Baron Ernst Friedrich von Liphart (1847–1932), Russified as Ernst Karlovich Lipgart and also referred to in English as Earnest Lipgart, was a painter, a noted art expert and art collector from what is now Tartu in Estonia. After living for a time in Florence, he moved to France and then to Russia, where he was a curator at the Hermitage Museum.

Life
Liphart was born in Kambja Parish in Tartu County in 1847. His father, Karl Eduard von Liphart, came from a noble Baltic German family that was based at Raadi Manor in what is now Estonia. His family were members of the national intelligentsia and owned a significant art collection.

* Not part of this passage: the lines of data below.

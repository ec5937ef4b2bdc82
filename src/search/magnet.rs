//! Magnet resolver / 磁力解析
//!
//! External collaborator turning a magnet identifier into torrent metadata
//! bytes, bounded by a caller-supplied timeout. Crawled performers use it
//! to expand magnet-only listings. / 在超时内将磁力链接解析为种子元数据。

use std::time::Duration;

use anyhow::{anyhow, bail, Result};
use async_trait::async_trait;
use url::Url;

#[async_trait]
pub trait MagnetResolver: Send + Sync {
    /// Resolve a magnet URI into raw torrent bytes. Must honor the timeout
    /// and return promptly; a resolver that produced no data within the
    /// window fails instead of blocking. / 超时内未取得数据即返回失败。
    async fn resolve(&self, magnet: &str, timeout: Duration) -> Result<Vec<u8>>;
}

/// Extract the BitTorrent info hash (`xt=urn:btih:`) / 提取 info hash
pub fn info_hash_of(magnet: &str) -> Option<String> {
    let parsed = Url::parse(magnet).ok()?;
    if parsed.scheme() != "magnet" {
        return None;
    }
    for (key, value) in parsed.query_pairs() {
        if key == "xt" {
            if let Some(hash) = value.strip_prefix("urn:btih:") {
                if !hash.is_empty() {
                    return Some(hash.to_lowercase());
                }
            }
        }
    }
    None
}

/// Extract the display name (`dn`) / 提取显示名称
pub fn display_name_of(magnet: &str) -> Option<String> {
    let parsed = Url::parse(magnet).ok()?;
    if parsed.scheme() != "magnet" {
        return None;
    }
    parsed
        .query_pairs()
        .find(|(key, _)| key == "dn")
        .map(|(_, value)| value.into_owned())
}

/// Resolver backed by an HTTP torrent-cache gateway
/// 基于 HTTP 种子缓存网关的解析器
pub struct HttpMagnetResolver {
    client: reqwest::Client,
    gateway: String,
}

impl HttpMagnetResolver {
    pub fn new(gateway: impl Into<String>) -> Self {
        Self {
            client: reqwest::Client::new(),
            gateway: gateway.into(),
        }
    }
}

#[async_trait]
impl MagnetResolver for HttpMagnetResolver {
    async fn resolve(&self, magnet: &str, timeout: Duration) -> Result<Vec<u8>> {
        let hash = info_hash_of(magnet).ok_or_else(|| anyhow!("invalid magnet uri"))?;
        let url = format!(
            "{}/{}.torrent",
            self.gateway.trim_end_matches('/'),
            urlencoding::encode(&hash)
        );

        let fetch = async {
            let response = self.client.get(&url).timeout(timeout).send().await?;
            if !response.status().is_success() {
                bail!("magnet gateway returned HTTP {}", response.status());
            }
            Ok(response.bytes().await?.to_vec())
        };

        match tokio::time::timeout(timeout, fetch).await {
            Ok(result) => result,
            Err(_) => bail!("magnet resolve timed out after {}ms", timeout.as_millis()),
        }
    }
}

Travels in Spain and Italy
Liphart accompanied his father on his travels, starting in 1860. In 1862, they moved to Florence because of Liphart's weak health. His father continued his interest in art, which was financed and supported by Grand Duchess Maria Nikolaevna, the daughter of Tsar Nicholas I. Ernst studied painting under Franz von Lenbach before travelling to Spain with him to study paintings from 1866 to 1868. This trip was funded by Lenbach's patron Count Schack.

Paris
Liphart was disinherited by his father in 1873 after he converted to Roman Catholicism to marry Luisa Juan, a Florentine, before they moved to Paris. He studied under Gustave Boulanger and Jules Joseph Lefebvre at the Académie Julian whilst illustrating the leading magazines La vie élégante and La vie moderne.

Saint Petersburg

In 1886 Liphart moved to Saint Petersburg, where he was a successful artist, painting a portrait of Tsar Nicholas II, as well as decorating the curtain and ceiling of the theatre of the Moika Palace and several imperial palaces. Liphart also took on more unusual requests, including the menu for the Tsar's coronation in 1896 and then painting 100 figures on a piano, telling the story of Orpheus. The piano was a present from the Tsar to Empress Alexandra Feodorovna.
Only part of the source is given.